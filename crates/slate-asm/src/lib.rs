//! Assembly item model for the Slate stack VM.
//!
//! Slate programs are flat, label-addressed item streams: machine operations,
//! data pushes, label pushes, and label definitions. This crate owns the item
//! model plus the small amount of per-item knowledge the rest of the stack
//! needs (encoded sizes, straight-line classification, a textual listing
//! format). It deliberately knows nothing about gas or optimisation; those
//! live in `slate-gas` and `slate-opt` so they can evolve independently.

mod item;
mod opcode;
mod version;

pub mod semantics;
pub mod text;

pub use item::{AsmItem, JumpKind, Label, LABEL_ADDRESS_BYTES};
pub use opcode::Opcode;
pub use version::VmVersion;
//! Configuration types for the analysis pipeline and its collaborators.
//!
//! - [`AnalyzerConfig`] - knobs of the parsing pipeline itself
//! - [`AppSettings`] - process-wide settings for the AI-facing side
//!   (API credential, model, default prompt), loaded once from TOML
//!
//! Both are plain values: build them at startup and pass them by reference.
//!
//! # Example
//!
//! ```rust
//! use chatpulse::config::{AnalyzerConfig, AppSettings};
//! use chatpulse::core::encoding::Encoding;
//!
//! let config = AnalyzerConfig::new()
//!     .with_encodings(vec![Encoding::Utf8, Encoding::Utf16]);
//!
//! let settings = AppSettings::from_toml_str(r#"
//!     api_key = "secret"
//!     default_prompt = "Summarise the chat from {start_date} to {end_date}."
//! "#)?;
//! assert_eq!(settings.api_key()?, "secret");
//! # Ok::<(), chatpulse::ChatpulseError>(())
//! ```

use std::fs;
use std::path::{Path, PathBuf};

use serde::{Deserialize, Serialize};

use crate::core::archive::DEFAULT_MAX_TRANSCRIPT_BYTES;
use crate::core::encoding::Encoding;
use crate::error::{ChatpulseError, Result};
use crate::prompt::PromptTemplate;

/// Default settings file name looked up by the CLI.
pub const DEFAULT_SETTINGS_FILE: &str = "chatpulse.toml";

/// Model used when the settings name none.
pub const DEFAULT_MODEL: &str = "gemini-1.5-flash";

/// Configuration for the transcript pipeline.
///
/// # Example
///
/// ```rust
/// use chatpulse::config::AnalyzerConfig;
///
/// let config = AnalyzerConfig::new()
///     .with_transcript_extension("log")
///     .with_max_transcript_bytes(8 * 1024 * 1024);
/// assert_eq!(config.transcript_extension, "log");
/// ```
#[derive(Debug, Clone, PartialEq, Eq, Serialize, Deserialize)]
#[serde(default)]
pub struct AnalyzerConfig {
    /// Extension of the transcript member, without the dot (default: `txt`)
    pub transcript_extension: String,

    /// Encodings tried in order when decoding (default: UTF-8, UTF-8 BOM, UTF-16, Latin-1)
    pub encodings: Vec<Encoding>,

    /// Largest transcript accepted from an archive (default: 256MB)
    pub max_transcript_bytes: u64,
}

impl Default for AnalyzerConfig {
    fn default() -> Self {
        Self {
            transcript_extension: "txt".to_string(),
            encodings: Encoding::DEFAULT_ORDER.to_vec(),
            max_transcript_bytes: DEFAULT_MAX_TRANSCRIPT_BYTES,
        }
    }
}

impl AnalyzerConfig {
    /// Creates a new configuration with default values.
    pub fn new() -> Self {
        Self::default()
    }

    /// Sets the transcript extension. A leading dot is ignored.
    #[must_use]
    pub fn with_transcript_extension(mut self, extension: impl Into<String>) -> Self {
        let extension = extension.into();
        self.transcript_extension = extension.trim_start_matches('.').to_string();
        self
    }

    /// Sets the ordered list of candidate encodings.
    #[must_use]
    pub fn with_encodings(mut self, encodings: Vec<Encoding>) -> Self {
        self.encodings = encodings;
        self
    }

    /// Sets the maximum transcript size.
    #[must_use]
    pub fn with_max_transcript_bytes(mut self, size: u64) -> Self {
        self.max_transcript_bytes = size;
        self
    }
}

/// Process-wide settings for the AI collaborator.
///
/// Keys accept both snake case and the upper-case names of older settings
/// files (`GOOGLE_API_KEY`, `MODEL_VERSION`, `DEFAULT_PROMPT`).
#[derive(Debug, Clone, Default, PartialEq, Eq, Deserialize)]
pub struct AppSettings {
    #[serde(default, alias = "GOOGLE_API_KEY")]
    api_key: Option<String>,

    #[serde(default, alias = "MODEL_VERSION")]
    model_version: Option<String>,

    #[serde(default, alias = "DEFAULT_PROMPT")]
    default_prompt: Option<String>,

    #[serde(skip)]
    source: Option<PathBuf>,
}

impl AppSettings {
    /// Loads settings from a TOML file.
    pub fn load(path: &Path) -> Result<Self> {
        let text = fs::read_to_string(path)?;
        let mut settings: AppSettings =
            toml::from_str(&text).map_err(|source| ChatpulseError::Config {
                source,
                path: Some(path.to_path_buf()),
            })?;
        settings.source = Some(path.to_path_buf());
        Ok(settings)
    }

    /// Parses settings from TOML text.
    pub fn from_toml_str(text: &str) -> Result<Self> {
        toml::from_str(text).map_err(|source| ChatpulseError::Config { source, path: None })
    }

    /// Sets the API credential.
    #[must_use]
    pub fn with_api_key(mut self, key: impl Into<String>) -> Self {
        self.api_key = Some(key.into());
        self
    }

    /// Sets the model identifier.
    #[must_use]
    pub fn with_model_version(mut self, model: impl Into<String>) -> Self {
        self.model_version = Some(model.into());
        self
    }

    /// Sets the default prompt template.
    #[must_use]
    pub fn with_default_prompt(mut self, prompt: impl Into<String>) -> Self {
        self.default_prompt = Some(prompt.into());
        self
    }

    /// The API credential.
    ///
    /// # Errors
    ///
    /// Returns [`ChatpulseError::MissingCredential`] if the key is absent or blank.
    pub fn api_key(&self) -> Result<&str> {
        self.api_key
            .as_deref()
            .filter(|key| !key.trim().is_empty())
            .ok_or_else(|| ChatpulseError::missing_credential("GOOGLE_API_KEY", self.source.clone()))
    }

    /// The configured model, or [`DEFAULT_MODEL`].
    pub fn model_version(&self) -> &str {
        self.model_version.as_deref().unwrap_or(DEFAULT_MODEL)
    }

    /// The default prompt template (empty when not configured).
    pub fn prompt_template(&self) -> PromptTemplate {
        PromptTemplate::new(self.default_prompt.clone().unwrap_or_default())
    }

    /// The file these settings were loaded from, if any.
    pub fn source(&self) -> Option<&Path> {
        self.source.as_deref()
    }
}

#[cfg(test)]
mod tests {
    use super::*;

    #[test]
    fn test_analyzer_defaults() {
        let config = AnalyzerConfig::default();
        assert_eq!(config.transcript_extension, "txt");
        assert_eq!(config.encodings, Encoding::DEFAULT_ORDER);
        assert_eq!(config.max_transcript_bytes, 256 * 1024 * 1024);
    }

    #[test]
    fn test_extension_leading_dot_ignored() {
        let config = AnalyzerConfig::new().with_transcript_extension(".log");
        assert_eq!(config.transcript_extension, "log");
    }

    #[test]
    fn test_settings_snake_case_keys() {
        let settings = AppSettings::from_toml_str(
            r#"
            api_key = "k"
            model_version = "gemini-pro"
            default_prompt = "From {start_date}"
            "#,
        )
        .unwrap();
        assert_eq!(settings.api_key().unwrap(), "k");
        assert_eq!(settings.model_version(), "gemini-pro");
        assert_eq!(settings.prompt_template().as_str(), "From {start_date}");
    }

    #[test]
    fn test_settings_legacy_keys() {
        let settings = AppSettings::from_toml_str(
            r#"
            GOOGLE_API_KEY = "k"
            MODEL_VERSION = "models/gemini-1.5-pro"
            DEFAULT_PROMPT = "Resuma"
            "#,
        )
        .unwrap();
        assert_eq!(settings.api_key().unwrap(), "k");
        assert_eq!(settings.model_version(), "models/gemini-1.5-pro");
    }

    #[test]
    fn test_missing_credential() {
        let settings = AppSettings::from_toml_str("model_version = \"x\"").unwrap();
        let err = settings.api_key().unwrap_err();
        assert!(matches!(err, ChatpulseError::MissingCredential { key: "GOOGLE_API_KEY", .. }));

        let blank = AppSettings::default().with_api_key("   ");
        assert!(blank.api_key().is_err());
    }

    #[test]
    fn test_defaults_when_empty() {
        let settings = AppSettings::from_toml_str("").unwrap();
        assert_eq!(settings.model_version(), DEFAULT_MODEL);
        assert!(settings.prompt_template().as_str().is_empty());
        assert!(settings.source().is_none());
    }

    #[test]
    fn test_invalid_toml() {
        let err = AppSettings::from_toml_str("api_key = ").unwrap_err();
        assert!(err.is_config());
    }

    #[test]
    fn test_load_records_source() {
        let file = tempfile::NamedTempFile::new().unwrap();
        std::fs::write(file.path(), "api_key = \"k\"\n").unwrap();
        let settings = AppSettings::load(file.path()).unwrap();
        assert_eq!(settings.source(), Some(file.path()));

        std::fs::write(file.path(), "model_version = \"m\"\n").unwrap();
        let err = AppSettings::load(file.path()).unwrap().api_key().unwrap_err();
        assert!(err.to_string().contains("is not configured in"));
    }
}
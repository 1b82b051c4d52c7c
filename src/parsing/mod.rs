//! Line-level parsing of chat transcripts.
//!
//! This module holds the timestamp grammars shared by the date-range filter
//! and the activity aggregator.

pub mod whatsapp;

// Re-export commonly used items
pub use whatsapp::{TimestampGrammar, parse_filter_date, parse_message_timestamp};
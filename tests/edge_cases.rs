//! Edge case tests for chatpulse
//!
//! These tests cover boundary conditions of the timestamp grammars, the
//! date filter and the encoding fallback that regular unit and integration
//! tests don't reach.

use chatpulse::core::encoding::{Encoding, decode_transcript};
use chatpulse::core::{DateRange, aggregate, filter_transcript};
use chatpulse::parsing::{TimestampGrammar, parse_filter_date, parse_message_timestamp};
use chrono::{Datelike, NaiveDate, Timelike, Weekday};

fn range(start: &str, end: &str) -> DateRange {
    DateRange::parse(start, end).unwrap()
}

// =========================================================================
// Filter-stage grammar
// =========================================================================

#[test]
fn test_preamble_before_first_message_is_dropped() {
    let text = "\
Messages and calls are end-to-end encrypted.
01/03/23, 09:15 - Alice: hi
";
    let filtered = filter_transcript(text, &range("01/03/23", "01/03/23")).unwrap();
    assert_eq!(filtered.as_str(), "01/03/23, 09:15 - Alice: hi\n");
}

#[test]
fn test_impossible_date_is_a_continuation() {
    let text = "\
01/03/23, 09:15 - Alice: hi
31/02/23, quoted nonsense
02/03/23, 10:00 - Bob: out
31/02/23, more nonsense
";
    assert_eq!(parse_filter_date("31/02/23, quoted nonsense"), None);
    let filtered = filter_transcript(text, &range("01/03/23", "01/03/23")).unwrap();
    assert_eq!(
        filtered.as_str(),
        "01/03/23, 09:15 - Alice: hi\n31/02/23, quoted nonsense\n"
    );
}

#[test]
fn test_four_digit_year_is_not_a_filter_boundary() {
    // The filter grammar only knows DD/MM/YY, so this line inherits the
    // decision of the message above it, yet the aggregator still counts it.
    let text = "\
01/03/23, 09:15 - Alice: hi
01/03/2023, 22:00 - Bob: long year
";
    let filtered = filter_transcript(text, &range("01/03/23", "01/03/23")).unwrap();
    assert_eq!(filtered.line_count(), 2);
    assert!(!TimestampGrammar::FilterStage.is_message_start("01/03/2023, 22:00 - Bob: long year"));
    assert!(TimestampGrammar::AggregationStage.is_message_start("01/03/2023, 22:00 - Bob: long year"));

    let stats = aggregate(filtered.as_str());
    assert_eq!(stats.message_count, 2);
    assert_eq!(stats.hourly.get(22), 1);
}

#[test]
fn test_single_digit_day_is_not_a_filter_boundary() {
    assert_eq!(parse_filter_date("1/3/23, 09:15 - Alice: hi"), None);
    assert!(parse_message_timestamp("1/3/23, 09:15 - Alice: hi").is_some());
}

#[test]
fn test_leading_whitespace_is_not_a_message_start() {
    assert_eq!(parse_filter_date(" 01/03/23, 09:15 - Alice: hi"), None);
    assert_eq!(parse_message_timestamp(" 01/03/23, 09:15 - Alice: hi"), None);
}

#[test]
fn test_range_across_new_year() {
    let text = "\
30/12/22, 10:00 - A: before
31/12/22, 23:59 - A: last of the year
01/01/23, 00:00 - A: first of the year
02/01/23, 10:00 - A: after
";
    let filtered = filter_transcript(text, &range("31/12/22", "01/01/23")).unwrap();
    assert_eq!(filtered.line_count(), 2);
}

#[test]
fn test_inverted_range_matches_nothing() {
    let inverted = range("05/03/23", "01/03/23");
    assert!(inverted.is_inverted());
    let err = filter_transcript("03/03/23, 10:00 - A: hi\n", &inverted).unwrap_err();
    assert!(err.is_no_content());
}

#[test]
fn test_empty_transcript_is_no_content() {
    let err = filter_transcript("", &range("01/03/23", "05/03/23")).unwrap_err();
    assert!(err.is_no_content());
}

#[test]
fn test_range_rejects_padded_bounds() {
    assert!(DateRange::parse(" 01/03/23", "05/03/23").unwrap_err().is_invalid_date());
    assert!(DateRange::parse("01/03/23", "05/03/23 \n").unwrap_err().is_invalid_date());
    assert!(DateRange::parse(" 01/03/23 ", "05/03/23").unwrap_err().is_invalid_date());
}

#[test]
fn test_range_rejects_impossible_dates() {
    assert!(DateRange::parse("30/02/23", "05/03/23").unwrap_err().is_invalid_date());
    assert!(DateRange::parse("01/03/23", "").unwrap_err().is_invalid_date());
}

// =========================================================================
// Aggregation-stage grammar
// =========================================================================

#[test]
fn test_meridiem_variants() {
    for line in [
        "3/3/2023, 9:05 PM - Bob: hey",
        "3/3/2023, 9:05 pm - Bob: hey",
        "3/3/2023, 9:05 p.m. - Bob: hey",
        "3/3/2023, 9:05 P.M. - Bob: hey",
        "3/3/2023, 9:05PM - Bob: hey",
    ] {
        let ts = parse_message_timestamp(line).unwrap_or_else(|| panic!("failed: {line}"));
        assert_eq!(ts.hour(), 21, "{line}");
    }

    let ts = parse_message_timestamp("3/3/23, 9:05 a.m. - Bob: hey").unwrap();
    assert_eq!(ts.hour(), 9);
}

#[test]
fn test_midnight_and_noon_in_twelve_hour_clock() {
    assert_eq!(parse_message_timestamp("3/3/23, 12:00 AM - A: x").unwrap().hour(), 0);
    assert_eq!(parse_message_timestamp("3/3/23, 12:00 PM - A: x").unwrap().hour(), 12);
}

#[test]
fn test_impossible_times_are_skipped() {
    assert_eq!(parse_message_timestamp("3/3/23, 13:00 PM - A: x"), None);
    assert_eq!(parse_message_timestamp("3/3/23, 24:00 - A: x"), None);
    assert_eq!(parse_message_timestamp("3/3/23, 9:75 - A: x"), None);
    assert_eq!(parse_message_timestamp("31/2/23, 9:00 - A: x"), None);
}

#[test]
fn test_three_digit_year_is_skipped() {
    assert_eq!(parse_message_timestamp("3/3/202, 9:05 - A: x"), None);
}

#[test]
fn test_separator_is_required() {
    assert_eq!(parse_message_timestamp("3/3/23, 9:05 A: x"), None);
    assert_eq!(parse_message_timestamp("3/3/23 9:05 - A: x"), None);
}

#[test]
fn test_day_comes_before_month() {
    let ts = parse_message_timestamp("3/4/2023, 9:05 - A: x").unwrap();
    assert_eq!(ts.date(), NaiveDate::from_ymd_opt(2023, 4, 3).unwrap());
    assert_eq!(ts.weekday(), Weekday::Mon);
}

// =========================================================================
// Encoding fallback
// =========================================================================

#[test]
fn test_utf16_big_endian() {
    let mut bytes = vec![0xFE, 0xFF];
    for unit in "01/03/23, 09:15 - Zoë: hi\n".encode_utf16() {
        bytes.extend_from_slice(&unit.to_be_bytes());
    }
    let transcript = decode_transcript(&bytes, Encoding::DEFAULT_ORDER).unwrap();
    assert_eq!(transcript.encoding(), Encoding::Utf16);
    assert_eq!(transcript.text(), "01/03/23, 09:15 - Zoë: hi\n");
}

#[test]
fn test_odd_length_utf16_falls_back_to_latin1() {
    let bytes = [0xFF, 0xFE, 0x41];
    let transcript = decode_transcript(&bytes, Encoding::DEFAULT_ORDER).unwrap();
    assert_eq!(transcript.encoding(), Encoding::Latin1);
    assert_eq!(transcript.text(), "ÿþA");
}

#[test]
fn test_no_candidates_is_undecodable() {
    let err = decode_transcript(b"hello", &[]).unwrap_err();
    assert!(err.is_undecodable());
}

#[test]
fn test_lone_carriage_returns_are_line_breaks() {
    let transcript =
        decode_transcript(b"01/03/23, 09:15 - A: hi\rsecond\r", Encoding::DEFAULT_ORDER).unwrap();
    assert_eq!(transcript.line_count(), 2);
    assert_eq!(transcript.text(), "01/03/23, 09:15 - A: hi\nsecond\n");
}

#[test]
fn test_empty_bytes_decode_to_empty_text() {
    let transcript = decode_transcript(b"", Encoding::DEFAULT_ORDER).unwrap();
    assert_eq!(transcript.encoding(), Encoding::Utf8);
    assert_eq!(transcript.line_count(), 0);
}
//! Filter a transcript by an inclusive date range.
//!
//! This module provides [`DateRange`] for defining the window and
//! [`filter_transcript`] for cutting a transcript down to it.
//!
//! # Examples
//!
//! ```
//! use chatpulse::core::filter::{DateRange, filter_transcript};
//!
//! # fn main() -> chatpulse::Result<()> {
//! let text = "\
//! 28/02/23, 22:00 - Bob: too early
//! 01/03/23, 09:15 - Alice: hi
//! and a second line
//! 06/03/23, 08:00 - Bob: too late
//! ";
//!
//! let range = DateRange::parse("01/03/23", "05/03/23")?;
//! let filtered = filter_transcript(text, &range)?;
//!
//! assert_eq!(filtered.as_str(), "01/03/23, 09:15 - Alice: hi\nand a second line\n");
//! # Ok(())
//! # }
//! ```
//!
//! # Behavior Notes
//!
//! - Bounds are inclusive and compared by calendar date only
//! - Lines without a `DD/MM/YY,` prefix belong to the message above them
//! - Lines before the first dated message are dropped
//! - `start > end` is not rejected; such a range simply matches nothing

use std::fmt;

use chrono::NaiveDate;
use serde::{Deserialize, Serialize};
use tracing::debug;

use crate::core::models::FilteredTranscript;
use crate::error::{ChatpulseError, Result};
use crate::parsing::{TimestampGrammar, parse_filter_date};

/// Date format of range bounds and of the filter-stage line prefix.
pub const RANGE_DATE_FORMAT: &str = "%d/%m/%y";

/// An inclusive range of calendar dates.
///
/// # Examples
///
/// ```
/// use chatpulse::core::filter::DateRange;
/// use chrono::NaiveDate;
///
/// # fn main() -> chatpulse::Result<()> {
/// let range = DateRange::parse("01/03/23", "05/03/23")?;
///
/// assert!(range.contains(NaiveDate::from_ymd_opt(2023, 3, 1).unwrap()));
/// assert!(range.contains(NaiveDate::from_ymd_opt(2023, 3, 5).unwrap()));
/// assert!(!range.contains(NaiveDate::from_ymd_opt(2023, 3, 6).unwrap()));
/// # Ok(())
/// # }
/// ```
#[derive(Debug, Clone, Copy, PartialEq, Eq, Hash, Serialize, Deserialize)]
pub struct DateRange {
    /// First included day.
    pub start: NaiveDate,
    /// Last included day.
    pub end: NaiveDate,
}

impl DateRange {
    /// Creates a range from already-parsed dates.
    pub fn new(start: NaiveDate, end: NaiveDate) -> Self {
        Self { start, end }
    }

    /// Parses both bounds from `DD/MM/YY` strings.
    ///
    /// # Errors
    ///
    /// Returns [`ChatpulseError::InvalidDate`] naming the first bound that
    /// fails to parse.
    pub fn parse(start: &str, end: &str) -> Result<Self> {
        Ok(Self::new(parse_range_date(start)?, parse_range_date(end)?))
    }

    /// Returns `true` if `date` lies within the range, bounds included.
    pub fn contains(&self, date: NaiveDate) -> bool {
        self.start <= date && date <= self.end
    }

    /// Returns `true` if the start lies after the end.
    pub fn is_inverted(&self) -> bool {
        self.start > self.end
    }

    /// Both bounds formatted as `DD/MM/YY`.
    pub fn format_bounds(&self) -> (String, String) {
        (
            self.start.format(RANGE_DATE_FORMAT).to_string(),
            self.end.format(RANGE_DATE_FORMAT).to_string(),
        )
    }
}

impl fmt::Display for DateRange {
    fn fmt(&self, f: &mut fmt::Formatter<'_>) -> fmt::Result {
        let (start, end) = self.format_bounds();
        write!(f, "{start} to {end}")
    }
}

/// Parse a `DD/MM/YY` bound. Surrounding whitespace is an error.
fn parse_range_date(date_str: &str) -> Result<NaiveDate> {
    // chrono skips blanks ahead of numeric fields, so check for them here.
    if date_str.trim() != date_str {
        return Err(ChatpulseError::invalid_date(date_str));
    }
    NaiveDate::parse_from_str(date_str, RANGE_DATE_FORMAT)
        .map_err(|_| ChatpulseError::invalid_date(date_str))
}

/// Keeps the lines of `text` that belong to messages dated inside `range`.
///
/// Every line carrying a `DD/MM/YY,` prefix decides, by its date alone,
/// whether it and the continuation lines below it are kept. Kept lines are
/// copied verbatim, trailing newline included.
///
/// # Errors
///
/// Returns [`ChatpulseError::NoContentInRange`] if nothing is kept.
pub fn filter_transcript(text: &str, range: &DateRange) -> Result<FilteredTranscript> {
    let mut include = false;
    let mut kept = String::new();
    let mut kept_lines = 0usize;

    for line in text.split_inclusive('\n') {
        if let Some(date) = parse_filter_date(line) {
            include = range.contains(date);
        }

        if include {
            kept.push_str(line);
            kept_lines += 1;
        }
    }

    debug!(
        kept_lines,
        range = %range,
        pattern = TimestampGrammar::FilterStage.pattern(),
        "filtered transcript"
    );

    if kept.is_empty() {
        return Err(ChatpulseError::NoContentInRange {
            start: range.start,
            end: range.end,
        });
    }

    Ok(FilteredTranscript::new(kept))
}
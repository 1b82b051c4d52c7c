//! Hour-of-day and weekday activity histograms.
//!
//! [`aggregate`] re-reads a (usually already filtered) transcript with the
//! aggregation-stage timestamp grammar and counts every message by the hour
//! and the weekday it was sent. Lines without a parseable timestamp are
//! skipped; aggregation itself never fails.
//!
//! # Example
//!
//! ```rust
//! use chatpulse::core::stats::aggregate;
//! use chrono::Weekday;
//!
//! let stats = aggregate("\
//! 01/03/23, 09:15 - Alice: hi
//! 3/3/2023, 9:05 PM - Bob: hey
//! not a message start
//! ");
//!
//! assert_eq!(stats.message_count, 2);
//! assert_eq!(stats.hourly.get(9), 1);
//! assert_eq!(stats.hourly.get(21), 1);
//! assert_eq!(stats.weekday.get(Weekday::Wed), 1);
//! assert_eq!(stats.weekday.get(Weekday::Fri), 1);
//! ```

use chrono::{Datelike, NaiveDateTime, Timelike, Weekday};
use serde::Serialize;
use tracing::debug;

use crate::parsing::{TimestampGrammar, parse_message_timestamp};

/// Message counts per hour of day, `0..=23`. Every hour is always present.
#[derive(Debug, Clone, Copy, PartialEq, Eq, Default, Serialize)]
#[serde(transparent)]
pub struct HourHistogram {
    counts: [u64; 24],
}

impl HourHistogram {
    /// Count for `hour`. Hours outside `0..=23` have no messages.
    pub fn get(&self, hour: u32) -> u64 {
        self.counts.get(hour as usize).copied().unwrap_or(0)
    }

    /// `(hour, count)` pairs for all 24 hours.
    pub fn iter(&self) -> impl Iterator<Item = (u32, u64)> + '_ {
        (0u32..).zip(self.counts.iter().copied())
    }

    pub fn counts(&self) -> &[u64; 24] {
        &self.counts
    }

    pub fn total(&self) -> u64 {
        self.counts.iter().sum()
    }

    /// The busiest hour, earliest one on ties. `None` when empty.
    pub fn peak(&self) -> Option<(u32, u64)> {
        peak(self.iter())
    }

    fn record(&mut self, timestamp: &NaiveDateTime) {
        self.counts[timestamp.hour() as usize] += 1;
    }
}

/// Message counts per weekday, Monday first. Every day is always present.
#[derive(Debug, Clone, Copy, PartialEq, Eq, Default, Serialize)]
#[serde(transparent)]
pub struct WeekdayHistogram {
    counts: [u64; 7],
}

impl WeekdayHistogram {
    /// Axis labels, Monday first.
    pub const LABELS: [&'static str; 7] = [
        "Monday",
        "Tuesday",
        "Wednesday",
        "Thursday",
        "Friday",
        "Saturday",
        "Sunday",
    ];

    pub fn get(&self, day: Weekday) -> u64 {
        self.counts[day.num_days_from_monday() as usize]
    }

    /// `(weekday, count)` pairs, Monday to Sunday.
    pub fn iter(&self) -> impl Iterator<Item = (Weekday, u64)> + '_ {
        std::iter::successors(Some(Weekday::Mon), |day| Some(day.succ()))
            .zip(self.counts.iter().copied())
    }

    /// Counts indexed Monday = 0 … Sunday = 6.
    pub fn counts(&self) -> &[u64; 7] {
        &self.counts
    }

    pub fn total(&self) -> u64 {
        self.counts.iter().sum()
    }

    /// The busiest weekday, earliest in the week on ties. `None` when empty.
    pub fn peak(&self) -> Option<(Weekday, u64)> {
        peak(self.iter())
    }

    /// English name of `day`.
    pub fn label(day: Weekday) -> &'static str {
        Self::LABELS[day.num_days_from_monday() as usize]
    }

    fn record(&mut self, timestamp: &NaiveDateTime) {
        self.counts[timestamp.weekday().num_days_from_monday() as usize] += 1;
    }
}

fn peak<K>(buckets: impl Iterator<Item = (K, u64)>) -> Option<(K, u64)> {
    buckets
        .filter(|&(_, count)| count > 0)
        .fold(None, |best, (key, count)| match best {
            Some((_, best_count)) if best_count >= count => best,
            _ => Some((key, count)),
        })
}

/// Both activity histograms of a transcript.
#[derive(Debug, Clone, Copy, PartialEq, Eq, Default, Serialize)]
pub struct ActivityStats {
    pub hourly: HourHistogram,
    pub weekday: WeekdayHistogram,
    /// Number of lines that carried a parseable timestamp.
    pub message_count: u64,
}

impl ActivityStats {
    /// Returns `true` if no timestamp was counted.
    pub fn is_empty(&self) -> bool {
        self.message_count == 0
    }

    /// Adds one message sent at `timestamp`.
    pub fn record(&mut self, timestamp: &NaiveDateTime) {
        self.hourly.record(timestamp);
        self.weekday.record(timestamp);
        self.message_count += 1;
    }
}

impl FromIterator<NaiveDateTime> for ActivityStats {
    fn from_iter<I: IntoIterator<Item = NaiveDateTime>>(iter: I) -> Self {
        let mut stats = ActivityStats::default();
        for timestamp in iter {
            stats.record(&timestamp);
        }
        stats
    }
}

/// Counts every timestamped line of `text` by hour and weekday.
pub fn aggregate(text: &str) -> ActivityStats {
    let stats: ActivityStats = text.lines().filter_map(parse_message_timestamp).collect();
    debug!(
        messages = stats.message_count,
        pattern = TimestampGrammar::AggregationStage.pattern(),
        "aggregated activity"
    );
    stats
}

> What to do
Give the number of lines in the material above that contain "stack", with no other words.

> Answer to this exercise
2